007 wrote: . . . Reduced mailers is hardly the only one. 1/2% sounds high, generally, although
in the example that Bob gave in his article, it was many times that.
Playing for a $70,000 royal as if it were worth $70,000 when the cost
of hitting it was most of it would probably reduce the value of the
play by thousands of dollars.
The $70,000 royal was in Gary, Indiana at a casino I was not planning to ever visit again. There were no playable games there to make it worth the time and energy to get there from Las Vegas that I could see. There were nearby casinos, and the Horseshoe in Hammond, IN had a loose high limit area --- although there was a WG2 tax there that I wasn't positive about.
Future mailers were NOT on my radar. I had no "backup" person to hold the machine while I slept or ate. I was in a "hit it now or lose the opportunity" mode. Although the word hadn't crept out yet about the machine, there were two different players who came up to say hi while I was playing. They recognized me from my classes in Las Vegas. It was only a matter of time before "guess what Bob Dancer is playing at the Majestic Star" word got out --- and when that word got to the right ears, I would lose the machine as soon as I had to sleep again.

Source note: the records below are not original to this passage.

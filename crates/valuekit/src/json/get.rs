use chrono::{DateTime, Utc};

use crate::json::check;
use crate::Value;

/// Extract a field from an object, typed per `kind`.
///
/// Returns `default` when `obj` is null under object rules, when the own
/// key `field_name` is missing, or when the field's value is null under the
/// declared kind's rules; otherwise the field's value.
///
/// # Examples
///
/// ```
/// use valuekit::{json, Value};
/// use serde_json::json;
///
/// let obj = Value::from(json!({"x": 5}));
/// let miss = Value::from(json!({}));
///
/// assert_eq!(json::get::field_value(&obj, "x", "number", Value::from(-1.0)), Value::from(5.0));
/// assert_eq!(json::get::field_value(&miss, "x", "number", Value::from(-1.0)), Value::from(-1.0));
/// ```
pub fn field_value(obj: &Value, field_name: &str, kind: &str, default: Value) -> Value {
    match obj {
        Value::Object(map) if check::has_non_null_field(obj, field_name, kind) => {
            map.get(field_name).cloned().unwrap_or(default)
        }
        _ => default,
    }
}

/// [`field_value`] under any-kind rules; absent fields yield [`Value::Null`].
pub fn field_any(obj: &Value, field_name: &str) -> Value {
    field_value(obj, field_name, "any", Value::Null)
}

/// A sequence field's elements; empty when missing or null.
pub fn field_array(obj: &Value, field_name: &str) -> Vec<Value> {
    match field_value(obj, field_name, "array", Value::Array(Vec::new())) {
        Value::Array(items) => items,
        _ => Vec::new(),
    }
}

/// A boolean field's flag; `false` when missing or null.
pub fn field_bool(obj: &Value, field_name: &str) -> bool {
    match field_value(obj, field_name, "boolean", Value::Bool(false)) {
        Value::Bool(flag) => flag,
        _ => false,
    }
}

/// A date field's timestamp; `None` when missing or null.
pub fn field_date(obj: &Value, field_name: &str) -> Option<DateTime<Utc>> {
    match field_value(obj, field_name, "date", Value::Null) {
        Value::Date(d) => Some(d),
        _ => None,
    }
}

/// A nested object field; [`Value::Null`] when missing or null.
pub fn field_object(obj: &Value, field_name: &str) -> Value {
    field_value(obj, field_name, "json", Value::Null)
}

/// A numeric field's value; `None` when missing or null.
pub fn field_number(obj: &Value, field_name: &str) -> Option<f64> {
    match field_value(obj, field_name, "number", Value::Null) {
        Value::Number(n) => Some(n),
        _ => None,
    }
}

/// A text field's content; empty when missing or null.
pub fn field_text(obj: &Value, field_name: &str) -> String {
    match field_value(obj, field_name, "text", Value::Text(String::new())) {
        Value::Text(s) => s,
        _ => String::new(),
    }
}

Undertaking a strategy to reduce how often I hit a "one-time-deal" royal wasn't anywhere in my top 200 ideas for how to play that "find." Although anything is possible, coming across a machine where a casino has dumped $50,000 from another game is a once-in-several-lifetimes event. Most people never find such a situation. I'm not strategizing about the "next time" I come across such a situation.
[Non-text portions of this message have been removed]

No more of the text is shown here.